Available data —
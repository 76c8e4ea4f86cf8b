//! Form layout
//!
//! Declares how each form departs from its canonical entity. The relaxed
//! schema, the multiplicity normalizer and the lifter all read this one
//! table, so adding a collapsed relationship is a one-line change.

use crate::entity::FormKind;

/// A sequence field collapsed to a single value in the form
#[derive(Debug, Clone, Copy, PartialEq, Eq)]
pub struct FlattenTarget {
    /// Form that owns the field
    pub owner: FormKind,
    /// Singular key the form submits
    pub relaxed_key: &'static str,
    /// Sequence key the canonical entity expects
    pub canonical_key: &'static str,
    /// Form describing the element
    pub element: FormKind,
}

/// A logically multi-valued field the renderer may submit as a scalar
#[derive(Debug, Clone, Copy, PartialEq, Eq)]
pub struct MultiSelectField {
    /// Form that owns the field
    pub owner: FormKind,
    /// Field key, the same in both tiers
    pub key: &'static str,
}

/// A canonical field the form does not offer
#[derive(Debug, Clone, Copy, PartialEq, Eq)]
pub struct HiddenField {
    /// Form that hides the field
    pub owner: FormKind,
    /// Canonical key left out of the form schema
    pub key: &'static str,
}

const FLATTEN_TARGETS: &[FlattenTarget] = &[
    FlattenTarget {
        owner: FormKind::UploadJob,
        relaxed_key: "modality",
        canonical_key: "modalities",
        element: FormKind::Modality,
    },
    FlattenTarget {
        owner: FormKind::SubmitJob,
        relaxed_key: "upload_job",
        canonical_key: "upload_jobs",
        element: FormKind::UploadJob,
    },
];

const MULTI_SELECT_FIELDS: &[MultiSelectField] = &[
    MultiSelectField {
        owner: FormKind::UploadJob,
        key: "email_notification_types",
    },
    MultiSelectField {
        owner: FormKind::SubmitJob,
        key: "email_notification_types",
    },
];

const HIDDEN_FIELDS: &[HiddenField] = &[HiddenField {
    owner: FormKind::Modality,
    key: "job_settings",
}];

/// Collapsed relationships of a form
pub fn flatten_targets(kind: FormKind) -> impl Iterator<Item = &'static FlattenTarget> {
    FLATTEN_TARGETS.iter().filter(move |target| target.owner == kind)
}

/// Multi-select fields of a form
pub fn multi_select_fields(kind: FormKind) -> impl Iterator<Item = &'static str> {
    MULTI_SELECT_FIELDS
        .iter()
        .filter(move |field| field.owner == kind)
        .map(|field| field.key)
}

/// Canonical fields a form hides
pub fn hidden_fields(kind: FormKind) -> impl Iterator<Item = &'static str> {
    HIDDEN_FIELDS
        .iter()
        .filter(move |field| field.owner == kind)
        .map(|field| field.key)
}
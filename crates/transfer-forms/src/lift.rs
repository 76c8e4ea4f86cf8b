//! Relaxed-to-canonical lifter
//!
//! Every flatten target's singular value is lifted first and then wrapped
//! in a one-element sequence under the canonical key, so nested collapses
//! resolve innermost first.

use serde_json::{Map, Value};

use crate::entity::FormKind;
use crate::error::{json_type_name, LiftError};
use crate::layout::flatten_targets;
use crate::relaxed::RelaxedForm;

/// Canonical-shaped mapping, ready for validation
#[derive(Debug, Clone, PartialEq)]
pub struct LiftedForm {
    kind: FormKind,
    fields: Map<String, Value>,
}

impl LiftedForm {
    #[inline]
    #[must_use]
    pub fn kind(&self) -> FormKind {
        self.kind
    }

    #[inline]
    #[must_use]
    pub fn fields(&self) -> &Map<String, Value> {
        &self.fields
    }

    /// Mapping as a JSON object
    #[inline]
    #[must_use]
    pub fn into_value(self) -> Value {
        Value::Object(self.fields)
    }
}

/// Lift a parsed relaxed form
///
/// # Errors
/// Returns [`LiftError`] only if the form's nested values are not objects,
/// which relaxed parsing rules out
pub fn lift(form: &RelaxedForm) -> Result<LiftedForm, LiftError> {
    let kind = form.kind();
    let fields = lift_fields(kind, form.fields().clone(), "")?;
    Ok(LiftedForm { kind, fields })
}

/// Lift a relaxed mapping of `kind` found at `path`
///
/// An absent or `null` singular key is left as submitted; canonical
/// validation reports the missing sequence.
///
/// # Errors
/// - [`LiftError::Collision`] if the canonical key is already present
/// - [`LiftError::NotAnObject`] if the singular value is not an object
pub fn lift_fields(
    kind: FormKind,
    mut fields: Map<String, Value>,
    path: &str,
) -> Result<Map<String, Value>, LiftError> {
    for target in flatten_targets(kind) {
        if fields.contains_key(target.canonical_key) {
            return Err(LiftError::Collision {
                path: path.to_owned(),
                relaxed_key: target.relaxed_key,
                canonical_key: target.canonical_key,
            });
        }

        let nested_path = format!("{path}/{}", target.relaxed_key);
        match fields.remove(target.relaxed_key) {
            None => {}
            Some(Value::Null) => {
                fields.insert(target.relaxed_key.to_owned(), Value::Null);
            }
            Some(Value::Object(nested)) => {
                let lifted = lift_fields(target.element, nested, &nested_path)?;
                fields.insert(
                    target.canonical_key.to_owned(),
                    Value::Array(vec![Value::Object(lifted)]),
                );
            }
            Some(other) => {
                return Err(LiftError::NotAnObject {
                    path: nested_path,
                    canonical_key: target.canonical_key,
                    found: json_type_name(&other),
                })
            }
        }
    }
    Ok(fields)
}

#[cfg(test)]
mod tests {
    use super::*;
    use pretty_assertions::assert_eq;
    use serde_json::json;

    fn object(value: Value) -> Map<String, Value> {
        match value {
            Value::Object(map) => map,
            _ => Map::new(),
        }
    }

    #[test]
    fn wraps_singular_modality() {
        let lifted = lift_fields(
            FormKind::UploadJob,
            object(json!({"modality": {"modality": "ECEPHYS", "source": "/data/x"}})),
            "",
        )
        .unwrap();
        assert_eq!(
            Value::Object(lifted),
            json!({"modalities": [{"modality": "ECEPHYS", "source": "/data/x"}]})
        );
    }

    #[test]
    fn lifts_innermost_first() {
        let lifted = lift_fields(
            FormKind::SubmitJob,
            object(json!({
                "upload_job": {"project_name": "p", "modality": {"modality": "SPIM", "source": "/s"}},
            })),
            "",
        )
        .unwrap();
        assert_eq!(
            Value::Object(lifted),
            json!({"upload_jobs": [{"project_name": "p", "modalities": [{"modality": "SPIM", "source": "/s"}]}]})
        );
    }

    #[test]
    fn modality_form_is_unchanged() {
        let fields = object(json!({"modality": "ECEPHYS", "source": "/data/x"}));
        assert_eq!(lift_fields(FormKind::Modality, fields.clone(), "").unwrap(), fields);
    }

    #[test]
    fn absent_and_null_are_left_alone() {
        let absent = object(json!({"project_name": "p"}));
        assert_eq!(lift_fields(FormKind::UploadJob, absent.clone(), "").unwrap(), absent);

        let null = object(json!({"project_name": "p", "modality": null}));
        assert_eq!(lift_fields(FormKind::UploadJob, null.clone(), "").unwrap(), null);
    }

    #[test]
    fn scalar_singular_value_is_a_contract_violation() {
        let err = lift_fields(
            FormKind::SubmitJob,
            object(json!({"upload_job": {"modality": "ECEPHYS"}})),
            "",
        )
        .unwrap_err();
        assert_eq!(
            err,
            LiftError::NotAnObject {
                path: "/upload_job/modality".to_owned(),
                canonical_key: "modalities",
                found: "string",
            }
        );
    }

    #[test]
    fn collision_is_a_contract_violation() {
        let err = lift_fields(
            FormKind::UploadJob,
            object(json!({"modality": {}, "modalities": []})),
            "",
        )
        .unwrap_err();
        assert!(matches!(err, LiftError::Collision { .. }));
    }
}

---

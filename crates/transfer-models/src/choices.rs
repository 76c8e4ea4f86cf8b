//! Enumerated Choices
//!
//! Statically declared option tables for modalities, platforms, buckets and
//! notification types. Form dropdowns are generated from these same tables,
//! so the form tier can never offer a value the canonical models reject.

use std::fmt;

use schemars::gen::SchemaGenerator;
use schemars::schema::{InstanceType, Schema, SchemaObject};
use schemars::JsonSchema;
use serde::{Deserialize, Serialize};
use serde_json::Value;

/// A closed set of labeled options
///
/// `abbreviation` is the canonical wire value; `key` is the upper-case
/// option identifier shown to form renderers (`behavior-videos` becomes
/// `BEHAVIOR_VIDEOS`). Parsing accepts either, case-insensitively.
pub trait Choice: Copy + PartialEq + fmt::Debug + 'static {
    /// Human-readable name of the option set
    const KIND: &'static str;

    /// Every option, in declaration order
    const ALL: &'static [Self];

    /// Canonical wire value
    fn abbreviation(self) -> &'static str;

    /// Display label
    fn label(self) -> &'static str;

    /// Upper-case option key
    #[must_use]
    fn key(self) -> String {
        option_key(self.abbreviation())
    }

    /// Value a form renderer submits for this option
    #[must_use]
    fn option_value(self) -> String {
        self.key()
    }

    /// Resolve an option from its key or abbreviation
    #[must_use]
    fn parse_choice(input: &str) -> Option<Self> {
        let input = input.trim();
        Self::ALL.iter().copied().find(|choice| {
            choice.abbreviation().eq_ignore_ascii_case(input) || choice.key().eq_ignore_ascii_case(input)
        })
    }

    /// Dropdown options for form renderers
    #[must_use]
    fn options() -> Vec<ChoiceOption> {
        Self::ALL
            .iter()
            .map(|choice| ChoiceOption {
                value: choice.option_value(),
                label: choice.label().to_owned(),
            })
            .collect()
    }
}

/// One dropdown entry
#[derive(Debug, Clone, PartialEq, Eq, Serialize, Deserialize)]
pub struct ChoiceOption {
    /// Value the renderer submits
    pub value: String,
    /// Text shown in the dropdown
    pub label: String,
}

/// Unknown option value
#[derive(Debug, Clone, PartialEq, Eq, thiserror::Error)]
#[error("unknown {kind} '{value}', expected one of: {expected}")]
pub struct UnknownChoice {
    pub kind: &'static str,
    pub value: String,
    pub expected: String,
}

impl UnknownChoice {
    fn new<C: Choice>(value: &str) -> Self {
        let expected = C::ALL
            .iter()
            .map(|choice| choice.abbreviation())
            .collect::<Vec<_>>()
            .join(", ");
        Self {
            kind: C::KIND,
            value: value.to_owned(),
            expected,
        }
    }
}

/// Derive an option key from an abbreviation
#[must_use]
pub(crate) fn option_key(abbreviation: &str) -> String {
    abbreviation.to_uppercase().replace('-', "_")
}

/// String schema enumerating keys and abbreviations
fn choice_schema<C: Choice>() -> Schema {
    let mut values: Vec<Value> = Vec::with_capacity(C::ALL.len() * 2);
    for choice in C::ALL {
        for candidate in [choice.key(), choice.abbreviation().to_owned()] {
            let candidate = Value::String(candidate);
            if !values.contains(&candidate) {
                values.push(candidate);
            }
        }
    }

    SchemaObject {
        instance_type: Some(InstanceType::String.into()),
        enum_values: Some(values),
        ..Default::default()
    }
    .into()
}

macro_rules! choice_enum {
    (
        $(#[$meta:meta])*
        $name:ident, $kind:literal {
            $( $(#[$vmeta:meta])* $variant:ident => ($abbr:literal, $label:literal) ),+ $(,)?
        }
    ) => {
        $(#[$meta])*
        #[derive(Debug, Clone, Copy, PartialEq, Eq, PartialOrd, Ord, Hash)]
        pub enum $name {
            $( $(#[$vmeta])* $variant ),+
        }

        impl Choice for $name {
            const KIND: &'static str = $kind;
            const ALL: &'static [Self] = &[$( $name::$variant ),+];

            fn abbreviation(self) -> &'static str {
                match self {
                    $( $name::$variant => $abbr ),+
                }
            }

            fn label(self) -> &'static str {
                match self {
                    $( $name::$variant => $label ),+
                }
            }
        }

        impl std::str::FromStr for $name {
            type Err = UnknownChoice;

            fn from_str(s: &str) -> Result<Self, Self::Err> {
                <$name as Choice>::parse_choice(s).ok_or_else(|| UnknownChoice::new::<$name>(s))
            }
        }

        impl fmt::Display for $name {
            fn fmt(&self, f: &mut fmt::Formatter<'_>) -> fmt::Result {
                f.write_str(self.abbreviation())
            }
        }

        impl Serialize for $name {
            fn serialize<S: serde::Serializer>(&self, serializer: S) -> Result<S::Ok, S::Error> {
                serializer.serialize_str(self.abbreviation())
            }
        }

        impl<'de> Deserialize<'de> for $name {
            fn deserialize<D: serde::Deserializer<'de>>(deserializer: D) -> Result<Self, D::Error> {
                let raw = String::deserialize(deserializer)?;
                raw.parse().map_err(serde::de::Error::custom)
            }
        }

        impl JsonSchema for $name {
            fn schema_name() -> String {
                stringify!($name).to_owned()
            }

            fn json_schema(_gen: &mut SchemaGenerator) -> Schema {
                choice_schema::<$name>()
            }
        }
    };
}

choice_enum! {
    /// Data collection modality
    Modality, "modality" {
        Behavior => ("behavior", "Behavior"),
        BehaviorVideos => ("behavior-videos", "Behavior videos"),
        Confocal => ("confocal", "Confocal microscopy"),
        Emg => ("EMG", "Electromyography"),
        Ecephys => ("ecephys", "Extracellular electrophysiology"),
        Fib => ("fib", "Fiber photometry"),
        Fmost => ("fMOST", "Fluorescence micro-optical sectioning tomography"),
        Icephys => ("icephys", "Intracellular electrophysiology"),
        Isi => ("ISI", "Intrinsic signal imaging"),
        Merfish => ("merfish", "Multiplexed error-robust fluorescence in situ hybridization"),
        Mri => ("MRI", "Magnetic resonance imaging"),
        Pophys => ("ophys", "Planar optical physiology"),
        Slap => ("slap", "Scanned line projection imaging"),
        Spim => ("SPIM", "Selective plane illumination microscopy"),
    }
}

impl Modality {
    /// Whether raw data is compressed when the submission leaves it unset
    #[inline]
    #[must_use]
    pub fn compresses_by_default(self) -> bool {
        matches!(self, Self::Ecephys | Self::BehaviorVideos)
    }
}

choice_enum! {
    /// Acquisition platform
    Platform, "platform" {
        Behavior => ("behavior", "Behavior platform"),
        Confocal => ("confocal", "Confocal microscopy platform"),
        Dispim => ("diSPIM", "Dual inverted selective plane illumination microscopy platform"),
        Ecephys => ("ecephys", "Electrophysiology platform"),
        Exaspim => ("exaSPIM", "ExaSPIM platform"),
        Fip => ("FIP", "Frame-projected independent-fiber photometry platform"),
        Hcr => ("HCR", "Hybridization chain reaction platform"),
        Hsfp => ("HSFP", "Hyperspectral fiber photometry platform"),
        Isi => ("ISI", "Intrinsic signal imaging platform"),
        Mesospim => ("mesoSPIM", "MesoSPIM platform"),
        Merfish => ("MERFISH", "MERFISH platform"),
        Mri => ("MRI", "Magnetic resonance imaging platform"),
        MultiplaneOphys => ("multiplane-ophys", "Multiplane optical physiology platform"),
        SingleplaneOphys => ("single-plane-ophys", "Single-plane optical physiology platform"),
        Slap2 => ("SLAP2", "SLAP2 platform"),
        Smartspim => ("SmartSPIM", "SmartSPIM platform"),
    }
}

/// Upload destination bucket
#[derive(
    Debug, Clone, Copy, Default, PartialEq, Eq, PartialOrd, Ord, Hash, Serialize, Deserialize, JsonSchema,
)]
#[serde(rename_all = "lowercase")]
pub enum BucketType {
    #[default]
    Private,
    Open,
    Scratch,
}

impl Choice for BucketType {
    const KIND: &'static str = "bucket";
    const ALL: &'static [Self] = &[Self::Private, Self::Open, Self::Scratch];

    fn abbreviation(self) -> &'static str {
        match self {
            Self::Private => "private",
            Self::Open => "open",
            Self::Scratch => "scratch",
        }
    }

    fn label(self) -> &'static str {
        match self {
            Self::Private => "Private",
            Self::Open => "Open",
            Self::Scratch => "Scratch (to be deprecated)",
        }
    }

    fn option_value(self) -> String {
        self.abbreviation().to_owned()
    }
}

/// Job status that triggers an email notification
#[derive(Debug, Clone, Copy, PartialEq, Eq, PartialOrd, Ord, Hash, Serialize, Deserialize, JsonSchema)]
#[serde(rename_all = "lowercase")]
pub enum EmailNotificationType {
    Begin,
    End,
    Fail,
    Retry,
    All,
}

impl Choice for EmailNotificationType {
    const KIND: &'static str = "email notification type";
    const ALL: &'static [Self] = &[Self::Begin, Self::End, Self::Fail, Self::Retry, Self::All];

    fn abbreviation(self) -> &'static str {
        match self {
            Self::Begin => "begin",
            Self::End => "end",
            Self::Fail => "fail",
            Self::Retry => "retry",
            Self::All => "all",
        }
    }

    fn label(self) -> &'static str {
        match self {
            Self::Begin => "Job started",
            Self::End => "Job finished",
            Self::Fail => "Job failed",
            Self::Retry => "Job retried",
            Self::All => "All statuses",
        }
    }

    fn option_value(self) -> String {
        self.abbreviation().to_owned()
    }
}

Exercise —
All lines with the word "same" are needed; pull them from the entries and copy each.

Answer space —
    /// Field key, the same in both tiers
//! notification types. Form dropdowns are generated from these same tables,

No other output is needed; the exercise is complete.